One beautiful winter day in February 2013, Jered Chinnock's life changed in an instant. Jered, an avid outdoorsman, was snowmobiling with friends and family when he was thrown from his machine and hit by another snowmobile. The accident left the active, independent young man with several broken ribs, a punctured lung and, most significantly, three spinal fractures. That particular injury damaged Jered's spinal cord, leaving him unable to move anything below the middle of his torso. "I didn't think I'd walk again," he recently told the Archery Trade Association.
But that changed earlier this year, when Jered became the first patient at Mayo Clinic to benefit from an ambitious research project. The goal of the initiative was to find out whether intense physical therapy, combined with electrical stimulation on the spinal cord, can help paralyzed patients regain the ability to move. Jered's goal, among other things, was to get back to the things he loved. That’s among the goals of Mayo Clinic researchers as well.
“People with spinal cord injury are interested in more than just walking,” Kristin Zhao, Ph.D., tells the Minneapolis Star-Tribune.
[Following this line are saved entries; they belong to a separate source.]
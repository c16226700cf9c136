use glob::glob;
use tokio_postgres::NoTls;

#[tokio::main]
async fn main() -> Result<(), Box<dyn std::error::Error>> {
    let admin_conn = std::env::var("PG_ADMIN_CONN").unwrap_or_else(|_| {
        "host=127.0.0.1 user=postgres password=postgres dbname=postgres".into()
    });
    let db_name = std::env::var("DB_NAME").unwrap_or_else(|_| "localhub_directory".into());

    println!("Connecting to Postgres to manage databases...");

    let (client, connection) = tokio_postgres::connect(&admin_conn, NoTls).await?;

    tokio::spawn(async move {
        if let Err(e) = connection.await {
            eprintln!("connection error: {}", e);
        }
    });

    let row = client
        .query_opt("SELECT 1 FROM pg_database WHERE datname = $1", &[&db_name])
        .await?;

    if row.is_some() {
        println!("Database '{}' already exists.", db_name);
    } else {
        let valid_name = db_name
            .chars()
            .all(|c| c.is_ascii_alphanumeric() || c == '_');

        if !valid_name {
            eprintln!(
                "Refusing to create database: invalid database name '{}'.",
                db_name
            );
            return Ok(());
        }

        let create_sql = format!("CREATE DATABASE \"{}\"", db_name);
        match client.execute(create_sql.as_str(), &[]).await {
            Ok(_) => println!("Database '{}' created successfully.", db_name),
            Err(e) => {
                eprintln!("Failed to create database '{}': {}", db_name, e);
                return Ok(());
            }
        }
    }

    // Apply the SQL files under migrations/ against the target database.
    let target_conn = std::env::var("PG_CONN").unwrap_or_else(|_| {
        format!(
            "host=127.0.0.1 user=postgres password=postgres dbname={}",
            db_name
        )
    });

    let (client, connection) = tokio_postgres::connect(&target_conn, NoTls).await?;

    tokio::spawn(async move {
        if let Err(e) = connection.await {
            eprintln!("connection error: {}", e);
        }
    });

    for entry in glob("migrations/*.sql")? {
        let path = entry?;
        let sql = std::fs::read_to_string(&path)?;
        client.batch_execute(&sql).await?;
        println!("Applied {}", path.display());
    }

    Ok(())
}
Dr. Zhao, co-principal investigator and director of Mayo Clinic’s Assistive and Restorative Technology Laboratory, adds that she and her colleagues want to help their patients recover “any function that’s important to them.”
For Jered, that includes bowhunting, which he said helped fuel his rehabilitation sessions.
And this spring, after 22 weeks of physical therapy and innovative, high-tech neurosurgery to implant a small, computer-controlled stimulator, Jered is making small strides.
The first time the stimulator was turned on "was almost mind-blowing," Jered says in a Mayo Clinic News Network video. "Right away I was able to move my toes" — something he hadn't been able to do since the accident. Other milestones quickly followed, as Jered "was able to control his muscles while lying on his side, make steplike motions while lying on his side and standing with partial support, and stand independently using his arms on support bars for balance."
Those strides weren't mind blowing just for Jered. His accomplishments "went beyond our expectations," says neurosurgeon Kendall Lee, M.D., Ph.D. Dr. Lee, director of Mayo Clinic's Neural Engineering Laboratory, tells the Star Tribune that the results were a "major breakthrough."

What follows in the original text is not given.